How to write reliable tests¶
Don’t use sleep as synchronization¶
Don’t use a sleep as a synchronization primitive between two threads or two processes. It will later, soon or later.
Threads: use threading.Event
Processes: use a pipe (os.pipe()), write a byte when read, read to wait
Don’t limit the maximum duration¶
Don’t make a test fail if it takes longer than a specified number of seconds. Example:
t1 = time.monotonic()
func()
t2 = time.monotonic()
self.assertLess(t2 - t1, 60.0) # cannot happen
Python has buildbot workers which are very slow where “cannot happen” does happen. In most cases, the maximum duration is not a bug in Python and so the test must not fail.
For example, test_time had a test to ensure that time.sleep(0.5) takes less than 0.7 seconds. The test started to fail on slow buildbots where it took 0.8 seconds: maximum extended to 1 second. The test has been modified later to no longer check the maximum duration.

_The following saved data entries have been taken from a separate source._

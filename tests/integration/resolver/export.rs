use event_category_resolver::{
	bootstrap::initialize_services_with,
	models::{CategoryDetails, EventCategory},
	repositories::{builtin_counterparties, CounterpartyRepository, CounterpartyService},
	services::resolver::DEFAULT_DETAILS_KEY,
};
use std::collections::HashMap;

fn export_json() -> serde_json::Value {
	let resolver = initialize_services_with(CounterpartyService::new_with_repository(
		CounterpartyRepository::from_counterparties(builtin_counterparties()),
	))
	.unwrap();
	serde_json::to_value(resolver.export()).unwrap()
}

#[test]
fn test_every_category_exports_a_default() {
	let json = export_json();
	let details = json["event_category_details"].as_object().unwrap();
	assert_eq!(details.len(), EventCategory::ALL.len());

	for (category, entry) in details {
		let mappings: HashMap<String, CategoryDetails> =
			serde_json::from_value(entry["counterparty_mappings"].clone()).unwrap();
		assert!(
			mappings.contains_key(DEFAULT_DETAILS_KEY),
			"{} has no default details",
			category
		);
	}
}

#[test]
fn test_export_is_deterministic() {
	let first = serde_json::to_string(&export_json()).unwrap();
	let second = serde_json::to_string(&export_json()).unwrap();
	assert_eq!(first, second);
}

#[test]
fn test_exported_directions() {
	let json = export_json();
	let details = &json["event_category_details"];
	assert_eq!(details["receive"]["direction"], "in");
	assert_eq!(details["send"]["direction"], "out");
	assert_eq!(details["approval"]["direction"], "neutral");
}
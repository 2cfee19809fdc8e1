//! Logging utilities for the application
//!
//! Logs go through `tracing`; records emitted with the `log` macros are
//! bridged by `tracing_subscriber`. The filter comes from `RUST_LOG` when set,
//! then from `LOG_LEVEL`, and defaults to `info`.
use tracing_subscriber::{filter::EnvFilter, fmt, prelude::*};

use crate::utils::constants::LOG_LEVEL_ENV;

const DEFAULT_LOG_LEVEL: &str = "info";

/// Build the log filter from the environment
pub fn log_filter() -> EnvFilter {
	if let Ok(filter) = EnvFilter::try_from_default_env() {
		return filter;
	}
	let level = std::env::var(LOG_LEVEL_ENV).unwrap_or_else(|_| DEFAULT_LOG_LEVEL.to_string());
	EnvFilter::try_new(&level).unwrap_or_else(|_| EnvFilter::new(DEFAULT_LOG_LEVEL))
}

/// Setup logging with a custom writer
///
/// Fails if a global subscriber is already installed.
pub fn setup_logging_with_writer<W>(
	writer: W,
) -> Result<(), Box<dyn std::error::Error + Send + Sync + 'static>>
where
	W: for<'writer> tracing_subscriber::fmt::MakeWriter<'writer> + Send + Sync + 'static,
{
	tracing_subscriber::registry()
		.with(log_filter())
		.with(
			fmt::layer().with_writer(writer).event_format(
				fmt::format()
					.with_level(true)
					.with_target(true)
					.with_thread_ids(false)
					.with_thread_names(false)
					.with_ansi(false)
					.compact(),
			),
		)
		.try_init()?;
	Ok(())
}
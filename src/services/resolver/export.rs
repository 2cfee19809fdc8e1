//! Serializable snapshot of the classification tables.
//!
//! Presentation clients fetch the tables once and resolve events locally. The
//! layout keys default details by the string `"null"` and overrides by
//! counterparty identifier, so a client can look up
//! `counterparty_mappings[counterparty ?? "null"]`.

use std::collections::BTreeMap;

use serde::Serialize;

use crate::{
	models::{
		AccountingEventType, CategoryDetails, EventCategory, EventDirection, EventSubtype,
		EventType,
	},
	repositories::CounterpartyRepositoryTrait,
	services::resolver::EventCategoryResolver,
};

/// Key used for the default (no counterparty) details
pub const DEFAULT_DETAILS_KEY: &str = "null";

/// Details of one category as exported
#[derive(Debug, Clone, PartialEq, Eq, Serialize)]
pub struct CategoryDetailsExport {
	pub direction: EventDirection,
	pub counterparty_mappings: BTreeMap<String, CategoryDetails>,
}

/// Every classification table in one serializable value
#[derive(Debug, Clone, PartialEq, Eq, Serialize)]
pub struct TypeMappings {
	pub global_mappings: BTreeMap<EventType, BTreeMap<EventSubtype, EventCategory>>,
	pub event_category_details: BTreeMap<EventCategory, CategoryDetailsExport>,
	pub accounting_events_icons: BTreeMap<AccountingEventType, String>,
}

impl<T: CounterpartyRepositoryTrait> EventCategoryResolver<T> {
	/// Snapshot the tables for serialization
	pub fn export(&self) -> TypeMappings {
		let global_mappings = self
			.category_mappings()
			.iter()
			.map(|(event_type, subtypes)| {
				(
					*event_type,
					subtypes.iter().map(|(s, c)| (*s, *c)).collect(),
				)
			})
			.collect();

		let event_category_details = self
			.category_details()
			.iter()
			.map(|(category, presentation)| {
				let mut counterparty_mappings: BTreeMap<String, CategoryDetails> = presentation
					.overrides
					.iter()
					.map(|(counterparty, details)| (counterparty.clone(), details.clone()))
					.collect();
				counterparty_mappings
					.insert(DEFAULT_DETAILS_KEY.to_string(), presentation.default.clone());
				(
					*category,
					CategoryDetailsExport {
						direction: self.category_direction(*category),
						counterparty_mappings,
					},
				)
			})
			.collect();

		let accounting_events_icons = AccountingEventType::ALL
			.iter()
			.map(|event_type| {
				(
					*event_type,
					self.accounting_event_icon(*event_type).to_string(),
				)
			})
			.collect();

		TypeMappings {
			global_mappings,
			event_category_details,
			accounting_events_icons,
		}
	}
}
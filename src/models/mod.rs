//! Domain models and data structures for ledger event classification.
//!
//! - `config`: Loading and validation of reference data files
//! - `core`: Event tags, category details, counterparties

mod config;
mod core;

pub use core::{
	AccountingEventType, CategoryColor, CategoryDetails, Counterparty, EventCategory,
	EventDirection, EventSubtype, EventType, ParseTagError,
};

pub use config::{ConfigError, ConfigLoader};
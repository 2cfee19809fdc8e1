//! Core domain models for ledger event classification.
//!
//! This module contains the fundamental data structures that represent:
//! - Event tags: the type/subtype pair attached to a ledger entry and the
//!   display category derived from it
//! - Category details: label, icon and color shown for a category
//! - Counterparties: external entities referenced by ledger entries
//! - Accounting event types: the event kinds of the PnL pipeline

mod accounting;
mod counterparty;
mod details;
mod event;

pub use accounting::AccountingEventType;
pub use counterparty::Counterparty;
pub use details::{CategoryColor, CategoryDetails};
pub use event::{EventCategory, EventDirection, EventSubtype, EventType, ParseTagError};
//! Event category resolver command line entry point.
//!
//! Resolves a single (type, subtype, counterparty) triple, or exports every
//! classification table as JSON for presentation clients.
//!
//! # Flow
//! 1. Loads environment variables from `.env`
//! 2. Applies CLI options that are not already set in the environment
//! 3. Builds and validates the resolver
//! 4. Prints the requested JSON to stdout; logs go to stderr

use event_category_resolver::{
	bootstrap::{counterparties_path_from_env, initialize_services},
	models::{EventSubtype, EventType},
	services::resolver::EventCategoryResolver,
	utils::{
		constants::{COUNTERPARTIES_PATH_ENV, LOG_LEVEL_ENV},
		logging::setup_logging_with_writer,
	},
};

use anyhow::Context;
use clap::{Arg, ArgAction, ArgMatches, Command};
use dotenvy::dotenv;
use std::env::{set_var, var};
use tracing::{error, info};

fn build_cli() -> Command {
	Command::new("event-category-resolver")
		.version(env!("CARGO_PKG_VERSION"))
		.about(
			"Resolves ledger event type/subtype pairs into display categories and their \
			 presentation details.",
		)
		.arg(
			Arg::new("type")
				.long("type")
				.help("Event type, e.g. receive, spend, trade")
				.value_name("TYPE")
				.required_unless_present("export"),
		)
		.arg(
			Arg::new("subtype")
				.long("subtype")
				.help("Event subtype (default: none)")
				.value_name("SUBTYPE"),
		)
		.arg(
			Arg::new("counterparty")
				.long("counterparty")
				.help("Counterparty identifier, e.g. gas")
				.value_name("ID"),
		)
		.arg(
			Arg::new("export")
				.long("export")
				.help("Print every classification table as JSON")
				.action(ArgAction::SetTrue)
				.conflicts_with_all(["type", "subtype", "counterparty"]),
		)
		.arg(
			Arg::new("counterparties-path")
				.long("counterparties-path")
				.help("Directory of counterparty JSON files (default: config/counterparties)")
				.value_name("PATH"),
		)
		.arg(
			Arg::new("log-level")
				.long("log-level")
				.help("Set log level (trace, debug, info, warn, error)")
				.value_name("LEVEL"),
		)
}

/// Produce the JSON output for the parsed command line
fn run<T>(matches: &ArgMatches, resolver: &EventCategoryResolver<T>) -> anyhow::Result<String>
where
	T: event_category_resolver::repositories::CounterpartyRepositoryTrait,
{
	if matches.get_flag("export") {
		return serde_json::to_string_pretty(&resolver.export())
			.context("Failed to serialize type mappings");
	}

	let event_type: EventType = matches
		.get_one::<String>("type")
		.context("--type is required")?
		.parse()?;
	let event_subtype: EventSubtype = matches
		.get_one::<String>("subtype")
		.map(|s| s.parse::<EventSubtype>())
		.transpose()?
		.unwrap_or(EventSubtype::None);
	let counterparty = matches.get_one::<String>("counterparty").map(String::as_str);

	let event = resolver.resolve_event(event_type, event_subtype, counterparty)?;
	let output = serde_json::json!({
		"event": event,
		"counterparty": counterparty.map(|id| resolver.counterparty_or_placeholder(id)),
	});
	serde_json::to_string_pretty(&output).context("Failed to serialize resolved event")
}

fn main() -> anyhow::Result<()> {
	let matches = build_cli().get_matches();

	// Load environment variables from .env file
	dotenv().ok();

	// Only apply CLI options if the corresponding environment variables are NOT already set
	if let Some(level) = matches.get_one::<String>("log-level") {
		if var(LOG_LEVEL_ENV).is_err() {
			set_var(LOG_LEVEL_ENV, level);
		}
	}

	if let Some(path) = matches.get_one::<String>("counterparties-path") {
		if var(COUNTERPARTIES_PATH_ENV).is_err() {
			set_var(COUNTERPARTIES_PATH_ENV, path);
		}
	}

	setup_logging_with_writer(std::io::stderr).unwrap_or_else(|e| {
		eprintln!("Failed to setup logging: {}", e);
	});

	let counterparties_path = counterparties_path_from_env();
	let resolver = initialize_services(counterparties_path.as_deref())
		.context("Failed to initialize the event category resolver")?;

	match run(&matches, resolver.as_ref()) {
		Ok(output) => {
			println!("{}", output);
			info!("done");
			Ok(())
		}
		Err(e) => {
			error!(error = %e, "resolution failed");
			Err(e)
		}
	}
}
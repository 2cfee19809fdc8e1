//! Event category resolver service.
//!
//! - `tables`: the built-in category mapping and category details tables
//! - `service`: the resolver operations and startup validation
//! - `export`: serializable snapshot of the tables
//! - `error`: resolver error types

mod error;
mod export;
mod service;
mod tables;

pub use error::ResolverError;
pub use export::{CategoryDetailsExport, TypeMappings, DEFAULT_DETAILS_KEY};
pub use service::{EventCategoryResolver, ResolvedEvent};
pub use tables::{
	accounting_event_icon, CategoryDetailsTable, CategoryMapping, CategoryPresentation,
	SubtypeMapping, CATEGORY_MAPPING_TABLE, EVENT_CATEGORY_DETAILS, EVENT_CATEGORY_MAPPINGS,
};
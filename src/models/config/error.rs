//! Configuration error types.
//!
//! This module defines the error types that can occur while loading and
//! validating reference data files.

use std::path::Path;
use thiserror::Error;
use tracing::error;

/// Errors that can occur during configuration operations
#[derive(Debug, Error)]
#[allow(clippy::enum_variant_names)]
pub enum ConfigError {
	/// A file was read and parsed but its contents are not acceptable
	#[error("Validation error: {0}")]
	ValidationError(String),

	/// A file is not valid JSON for the expected shape
	#[error("Parse error: {0}")]
	ParseError(String),

	/// File system error during configuration loading
	#[error("File error: {0}")]
	FileError(String),
}

impl ConfigError {
	/// Create a new validation error and log it
	pub fn validation_error(msg: impl Into<String>) -> Self {
		let error = Self::ValidationError(msg.into());
		error!(%error, "configuration rejected");
		error
	}

	/// Create a new parse error and log it
	pub fn parse_error(msg: impl Into<String>) -> Self {
		let error = Self::ParseError(msg.into());
		error!(%error, "configuration rejected");
		error
	}

	/// Create a new file error and log it
	pub fn file_error(msg: impl Into<String>) -> Self {
		let error = Self::FileError(msg.into());
		error!(%error, "configuration rejected");
		error
	}

	/// Prefix the message with the file it came from
	pub fn in_file(self, path: &Path) -> Self {
		let located = |msg: String| format!("{}: {}", path.display(), msg);
		match self {
			Self::ValidationError(msg) => Self::ValidationError(located(msg)),
			Self::ParseError(msg) => Self::ParseError(located(msg)),
			Self::FileError(msg) => Self::FileError(located(msg)),
		}
	}
}

impl From<std::io::Error> for ConfigError {
	fn from(err: std::io::Error) -> Self {
		Self::file_error(err.to_string())
	}
}

impl From<serde_json::Error> for ConfigError {
	fn from(err: serde_json::Error) -> Self {
		Self::parse_error(err.to_string())
	}
}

Another example, a sleep of 100 ms took 2 seconds on “AMD64 OpenIndiana 3.x” buildbot: https://bugs.python.org/issue20336
Debug race conditions¶
Debug test relying on time.sleep() or asyncio.sleep()¶
For example, test_asyncio: test_run_coroutine_threadsafe_with_timeout() has a
race condition issue is caused by
await asyncio.sleep(0.05)
used in a test.
To reproduce the race condition, just use the smallest possible sleep of 1 nanosecond:
diff --git a/Lib/test/test_asyncio/test_tasks.py b/Lib/test/test_asyncio/test_tasks.py
index dde84b84b1..c94113712a 100644
--- a/Lib/test/test_asyncio/test_tasks.py
+++ b/Lib/test/test_asyncio/test_tasks.py
@@ -3160,7 +3160,7 @@ class RunCoroutineThreadsafeTests(test_utils.TestCase):
async def add(self, a, b, fail=False, cancel=False):
"""Wait 0.05 second and return a + b."""
- await asyncio.sleep(0.05)
+ await asyncio.sleep(1e-9)
if fail:
raise RuntimeError("Fail!")
if cancel:
And run the test in a loop until it fails:
./python -m test test_asyncio -m test_run_coroutine_threadsafe_with_timeout -v -F
Debug Dangling process¶
For example, debug test_multiprocessing_spawn which logs:
Warning -- Dangling processes: {<SpawnProcess(QueueManager-1576, stopped)>}
https://bugs.python.org/issue38447
Get cases:
./python -m test test_multiprocessing_spawn --list-cases > cases
Bisect:
./python -m test.bisect_cmd -i cases -o bisect1 -n 5 -N 500 test_multiprocessing_spawn -R 3:3 --fail-env-changed
Debug reap_children() warning¶
For example, test_concurrent_futures logs such warning:
0:27:13 load avg: 4.88 [416/419/1] test_concurrent_futures failed (env changed) (17 min 11 sec) -- running: test_capi (7 min 28 sec), test_gdb (8 min 49 sec), test_asyncio (23 min 23 sec)
beginning 6 repetitions
123456
.Warning -- reap_children() reaped child process 26487
.....
Warning -- multiprocessing.process._dangling was modified by test_concurrent_futures
Before: set()
After: {<weakref at 0x7fdc08f44e30; to 'SpawnProcess' at 0x7fdc0a467c30>}
https://bugs.python.org/issue38448
Run the test in a loop until it fails?
./python -m test test_concurrent_futures --fail-env-changed -F
If it’s not enough, spawn more jobs in parallel, example with 10 processes:
./python -m test test_concurrent_futures --fail-env-changed -F -j10
If it’s not enough, use the previous commands, but also inject some workload. For example, run a different terminal:
./python -m test -u all -r -F -j4
Hack reap_children() to detect more issues, sleep 100 ms before calling waitpid(WNOHANG):
diff --git a/Lib/test/support/__init__.py b/Lib/test/support/__init__.py
index 0f294c5b0f..d938ae6b16 100644
--- a/Lib/test/support/__init__.py
+++ b/Lib/test/support/__init__.py
@@ -2320,6 +2320,8 @@ def reap_children():
if not (hasattr(os, 'waitpid') and hasattr(os, 'WNOHANG')):
return
+ time.sleep(0.1)
+
# Reap all our dead child processes so we don't leave zombies around.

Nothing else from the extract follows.